Excerpted records below:
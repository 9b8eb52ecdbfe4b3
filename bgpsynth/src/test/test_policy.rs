// BgpSynth: Synthesizing BGP Route-Map Policies
// Copyright (C) 2021  Tibor Schneider
//
// This program is free software; you can redistribute it and/or modify
// it under the terms of the GNU General Public License as published by
// the Free Software Foundation; either version 2 of the License, or
// (at your option) any later version.
//
// This program is distributed in the hope that it will be useful,
// but WITHOUT ANY WARRANTY; without even the implied warranty of
// MERCHANTABILITY or FITNESS FOR A PARTICULAR PURPOSE.  See the
// GNU General Public License for more details.
//
// You should have received a copy of the GNU General Public License along
// with this program; if not, write to the Free Software Foundation, Inc.,
// 51 Franklin Street, Fifth Floor, Boston, MA 02110-1301 USA.

use super::fixtures::*;
use crate::synthesis::*;
use crate::Error;

fn two_lines() -> RouteMap {
    RouteMap::new(
        "import",
        vec![
            RouteMapLineBuilder::new()
                .lineno(10)
                .permit()
                .match_community(c1())
                .set_local_pref(200)
                .build(),
            RouteMapLineBuilder::new().lineno(20).permit().set_local_pref(50).build(),
        ],
    )
}

#[test]
fn first_match_wins() {
    let anns = [ann1(), ann2()];
    let mut ctx = context(&anns);
    let set = read(&ctx, &anns);
    let map = two_lines();
    let chain = PolicyChain::new(&mut ctx, &map, &set, ChainDefault::PassThrough).unwrap();

    assert_eq!(chain.name(), "import");
    assert_eq!(chain.selectors()[0].concrete(), Some(&10));
    assert_eq!(chain.selectors()[1].concrete(), Some(&20));
    assert_eq!(chain.selected_line(&ctx, 0), Ok(Some(10)));
    assert_eq!(chain.selected_line(&ctx, 1), Ok(Some(20)));

    // ann0 matches both lines, but only the first one applies
    let output = chain.output();
    assert_eq!(output[0].local_pref.concrete(), Some(&200));
    assert_eq!(output[1].local_pref.concrete(), Some(&50));

    // snapshots after every line
    assert_eq!(chain.snapshots().len(), 3);
    assert_eq!(chain.input(), &set);
    let after_10 = chain.snapshot_after(10).unwrap();
    assert_eq!(after_10[0].local_pref.concrete(), Some(&200));
    assert_eq!(after_10[1].local_pref.concrete(), Some(&110));
    assert!(chain.snapshot_after(30).is_none());

    // the symbolic and the concrete semantics agree
    let concrete = anns
        .iter()
        .map(|a| map.apply(a, ChainDefault::PassThrough).unwrap())
        .collect::<Vec<_>>();
    assert_eq!(output.get_all(&ctx).unwrap(), concrete);

    // without holes, the configuration is the route-map itself
    assert_eq!(chain.config(&ctx), Ok(map));
    assert!(ctx.variables().is_empty());
}

#[test]
fn unhandled_announcements_are_unchanged() {
    let anns = [ann1(), ann2()];
    let mut ctx = context(&anns);
    let set = read(&ctx, &anns);
    let map = RouteMap::new(
        "import",
        vec![RouteMapLineBuilder::new()
            .lineno(10)
            .permit()
            .match_community(c1())
            .set_med(0)
            .set_community(c2(), true)
            .build()],
    );
    let chain = PolicyChain::new(&mut ctx, &map, &set, ChainDefault::PassThrough).unwrap();

    assert_eq!(chain.selectors()[1].concrete(), Some(&NO_LINE));
    assert_eq!(chain.selected_line(&ctx, 1), Ok(None));
    assert_eq!(chain.output()[1], set[1]);

    let ann = &chain.output()[0];
    assert_eq!(ann.med.concrete(), Some(&0));
    assert_eq!(ann.communities[&c2()].concrete(), Some(&true));
    assert_eq!(ann.local_pref, set[0].local_pref);
    assert_eq!(ann.as_path_len, set[0].as_path_len);
}

#[test]
fn chain_default_deny() {
    let anns = [ann1(), ann2()];
    let mut ctx = context(&anns);
    let set = read(&ctx, &anns);
    let map = RouteMap::new(
        "import",
        vec![RouteMapLineBuilder::new().lineno(10).permit().match_community(c1()).build()],
    );

    let chain = PolicyChain::new(&mut ctx, &map, &set, ChainDefault::Deny).unwrap();
    assert_eq!(chain.default(), ChainDefault::Deny);
    assert_eq!(chain.output()[0].permitted.concrete(), Some(&true));
    assert_eq!(chain.output()[1].permitted.concrete(), Some(&false));
    // the snapshot of the last line does not contain the default treatment
    assert_eq!(chain.snapshot_after(10).unwrap()[1].permitted.concrete(), Some(&true));

    let chain = PolicyChain::new(&mut ctx, &map, &set, ChainDefault::PassThrough).unwrap();
    assert_eq!(chain.output()[1].permitted.concrete(), Some(&true));
}

#[test]
fn deny_line() {
    let anns = [ann1(), ann2()];
    let mut ctx = context(&anns);
    let set = read(&ctx, &anns);
    let map = RouteMap::new(
        "import",
        vec![
            RouteMapLineBuilder::new().lineno(10).deny().match_community(c3()).build(),
            RouteMapLineBuilder::new().lineno(20).permit().set_local_pref(50).build(),
        ],
    );
    let chain = PolicyChain::new(&mut ctx, &map, &set, ChainDefault::PassThrough).unwrap();

    assert_eq!(chain.output()[0].permitted.concrete(), Some(&true));
    assert_eq!(chain.output()[0].local_pref.concrete(), Some(&50));
    // ann1 is handled (and denied) by line 10, so line 20 does not touch it
    assert_eq!(chain.output()[1].permitted.concrete(), Some(&false));
    assert_eq!(chain.output()[1].local_pref.concrete(), Some(&110));
}

#[test]
fn access_hole() {
    let anns = [ann1(), ann2()];
    let mut ctx = context(&anns);
    let set = read(&ctx, &anns);
    let map = RouteMap::new(
        "import",
        vec![RouteMapLineBuilder::new()
            .lineno(10)
            .access_hole()
            .match_community(c3())
            .set_local_pref(200)
            .build()],
    );
    let chain = PolicyChain::new(&mut ctx, &map, &set, ChainDefault::PassThrough).unwrap();
    assert_eq!(ctx.variables()[0].0, "import_10_access");

    // set-clauses only apply to permitted announcements
    let output = chain.output();
    assert!(!output[1].permitted.is_concrete());
    assert!(!output[1].local_pref.is_concrete());
    assert_eq!(output[0], set[0]);

    ctx.register("deny_ann1", &output[1].permitted.not());
    solve(&mut ctx).unwrap();

    let result = chain.config(&ctx).unwrap();
    assert_eq!(result.lines()[0].access(), Access::Deny);
    assert!(result.lines()[0].actions().is_empty());
    assert_eq!(output.get_all(&ctx).unwrap()[1], ann2().with_permitted(false));
}

#[test]
fn match_hole() {
    let anns = [ann1(), ann2()];
    let mut ctx = context(&anns);
    let set = read(&ctx, &anns);
    let map = RouteMap::new(
        "import",
        vec![RouteMapLineBuilder::new()
            .lineno(10)
            .permit()
            .match_prefix_hole()
            .set_local_pref(200)
            .build()],
    );
    let chain = PolicyChain::new(&mut ctx, &map, &set, ChainDefault::PassThrough).unwrap();
    assert_eq!(ctx.variables()[0].0, "import_10_match0");
    assert!(!chain.selectors()[0].is_concrete());

    let output = chain.output().clone();
    ctx.register("ann0_lp", &output[0].local_pref.equals(&IntValue::constant(100)));
    ctx.register("ann1_lp", &output[1].local_pref.equals(&IntValue::constant(200)));
    solve(&mut ctx).unwrap();

    assert_eq!(chain.selected_line(&ctx, 0), Ok(None));
    assert_eq!(chain.selected_line(&ctx, 1), Ok(Some(10)));
    let result = chain.config(&ctx).unwrap();
    assert!(!result.has_holes());
    assert_eq!(
        result.lines()[0].conds(),
        &[RouteMapMatch::Prefix(Some(Prefix::new("Prefix2")))]
    );

    // applying the synthesized route-map gives the same announcements
    let concrete = anns
        .iter()
        .map(|a| result.apply(a, ChainDefault::PassThrough).unwrap())
        .collect::<Vec<_>>();
    assert_eq!(output.get_all(&ctx).unwrap(), concrete);
}

#[test]
fn malformed_route_maps() {
    let anns = [ann1(), ann2()];
    let mut ctx = context(&anns);
    let set = read(&ctx, &anns);

    let map = RouteMap::new(
        "import",
        vec![
            RouteMapLineBuilder::new().lineno(10).permit().build(),
            RouteMapLineBuilder::new().lineno(10).deny().build(),
        ],
    );
    assert_eq!(
        PolicyChain::new(&mut ctx, &map, &set, ChainDefault::PassThrough).err(),
        Some(Error::ShapeError(ShapeError::DuplicateLine("import".to_string(), 10)))
    );

    let map = RouteMap::new(
        "import",
        vec![RouteMapLine::new(10, Access::Deny, vec![], vec![RouteMapSet::Med(Some(1))])],
    );
    assert_eq!(
        PolicyChain::new(&mut ctx, &map, &set, ChainDefault::PassThrough).err(),
        Some(Error::ShapeError(ShapeError::DenyWithActions("import".to_string(), 10)))
    );

    let unknown = Community::new("200:1");
    let map = RouteMap::new(
        "import",
        vec![RouteMapLineBuilder::new()
            .lineno(10)
            .permit()
            .set_community(unknown.clone(), true)
            .build()],
    );
    assert_eq!(
        PolicyChain::new(&mut ctx, &map, &set, ChainDefault::PassThrough).err(),
        Some(Error::DomainError(DomainError::UnknownCommunity(unknown)))
    );
}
End of Excerpted records.
Take the entries above and copy them exactly from the first line through the line with "MERCHANTABILITY or FITNESS"; leave out every line after it.

## Response
repository 9b8eb52ecdbfe4b3
filename bgpsynth/src/test/test_policy.rs
// BgpSynth: Synthesizing BGP Route-Map Policies
// Copyright (C) 2021  Tibor Schneider
//
// This program is free software; you can redistribute it and/or modify
// it under the terms of the GNU General Public License as published by
// the Free Software Foundation; either version 2 of the License, or
// (at your option) any later version.
//
// This program is distributed in the hope that it will be useful,
// but WITHOUT ANY WARRANTY; without even the implied warranty of
// MERCHANTABILITY or FITNESS FOR A PARTICULAR PURPOSE.  See the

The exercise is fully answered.